Eventbrite
How do people decide to go out, and bring everyone with them? This effort chased that question through a series of bold mobile ticketing prototypes, each one testing a hypothesis about how people find events, decide fast, and bring their friends.
Eventbrite is the self-service marketplace where anyone can create, promote, and sell tickets to live events.
Eventbrite has historically invested in its event organizers. This effort looked at the other side of the marketplace, the attendees, and one person in particular: the social leader who hears about something and rallies everyone else to come.
As the primary designer, I owned the work end-to-end. The screens here are those prototypes, not a single shipping product, and together they helped the consumer business win more investment inside the company.

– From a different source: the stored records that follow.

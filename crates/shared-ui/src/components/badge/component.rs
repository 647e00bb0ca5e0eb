use dioxus::prelude::*;
use shared_types::ClientStatus;

/// Colour of a pill label.
#[derive(Debug, Clone, Copy, PartialEq, Default)]
pub enum BadgeTone {
    #[default]
    Neutral,
    Success,
    Warning,
}

impl BadgeTone {
    fn class(&self) -> &'static str {
        match self {
            BadgeTone::Neutral => "neutral",
            BadgeTone::Success => "success",
            BadgeTone::Warning => "warning",
        }
    }
}

/// Small pill for inline labels.
#[component]
pub fn Badge(
    #[props(default)] tone: BadgeTone,
    #[props(extends = GlobalAttributes)] attributes: Vec<Attribute>,
    children: Element,
) -> Element {
    let base = vec![
        Attribute::new("class", "badge", None, false),
        Attribute::new("data-tone", tone.class(), None, false),
    ];
    let merged = dioxus_primitives::merge_attributes(vec![base, attributes]);

    rsx! {
        document::Link { rel: "stylesheet", href: asset!("./style.css") }
        span {
            ..merged,
            {children}
        }
    }
}

/// Project status pill. Active projects read as healthy; the rest warn.
#[component]
pub fn StatusBadge(status: ClientStatus) -> Element {
    let tone = if status.is_healthy() {
        BadgeTone::Success
    } else {
        BadgeTone::Warning
    };

    rsx! {
        Badge { tone, "{status.as_str()}" }
    }
}
//! Shared number formatting for the dashboards.

/// Format an amount the way an en-US locale does by default: thousands
/// separators and at most three fraction digits, trailing zeros dropped.
/// `2450.0` → `"2,450"`, `1234.5` → `"1,234.5"`, `12.345` → `"12.345"`.
///
/// An unknown balance renders as `"0.00"`.
pub fn format_balance(amount: Option<f64>) -> String {
    let Some(amount) = amount.filter(|a| a.is_finite()) else {
        return "0.00".to_string();
    };

    let millis = (amount.abs() * 1000.0).round() as u64;
    let whole = millis / 1000;
    let frac = millis % 1000;

    let digits = whole.to_string();
    let mut grouped = String::with_capacity(digits.len() + digits.len() / 3);
    for (i, ch) in digits.chars().enumerate() {
        if i > 0 && (digits.len() - i) % 3 == 0 {
            grouped.push(',');
        }
        grouped.push(ch);
    }

    let sign = if amount < 0.0 && millis > 0 { "-" } else { "" };
    if frac == 0 {
        return format!("{sign}{grouped}");
    }
    let frac = format!("{frac:03}");
    format!("{sign}{grouped}.{}", frac.trim_end_matches('0'))
}

/// Monthly revenue (thousands) as a stat-card value: `45.2` → `"$45.2k"`.
pub fn format_revenue(thousands: f64) -> String {
    format!("${thousands}k")
}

- End-to-end product design
- Consumer research and the leader's journey
- Four design sprints, concept to prototype
- Rapid, testable mobile prototypes
- The consolidated prototype from the sprints
Every group has a leader, the friend who finds the thing and brings everyone else along.
They bring friends and colleagues, they decide on their phones in spare minutes, and they show up in wildly different ways, from a Tough Mudder to yoga in Times Square. The sprints chased that range.
To ground the sprints, I mapped the leader's journey end-to-end: every stage where someone discovers an event, rallies their friends, and gets everyone there.
Each one a set of questions, turned into a prototype
Every sprint opened with a few "how might we" questions about consumer behavior, then closed with something we could put in front of people.
Collections
- ›How interested are people in collecting events?
- ›How might we include competitive inventory?
- ›Will friends share calendars?
- ›How can we stay informed?
Inbox
- ›How might we simplify event coordination?
- ›How can we avoid RSVP, while limiting flakiness?
- ›How can we better understand friend groups?
- ›How might we make events more visually expressive?
Proof
- ›How might we share social proof?
- ›What types of ratings and reviews are most helpful?
- ›How can we simplify navigation by leveraging context (time + place)?
- ›How can we improve recommendations through reminders and dismissing?
A taste-based profile fed recommendations, while ratings, reviews, and friends' activity surfaced the social proof people needed to trust the call.
Exclusives
- ›What membership club benefits are most appealing?
- ›How can occasions and seasonality influence attendance?
- ›How might urgency signal intent to purchase or attend?
Prototyping the whole arc of going out
Read together, the four sprints sketch one journey: collect what catches your eye, plan it with friends, trust the call, and get rewarded for showing up. Fast prototyping let the team feel each idea as a real product before committing to any of it. Run as a startup within a startup, the work reshaped how the consumer org operated, not just what it shipped.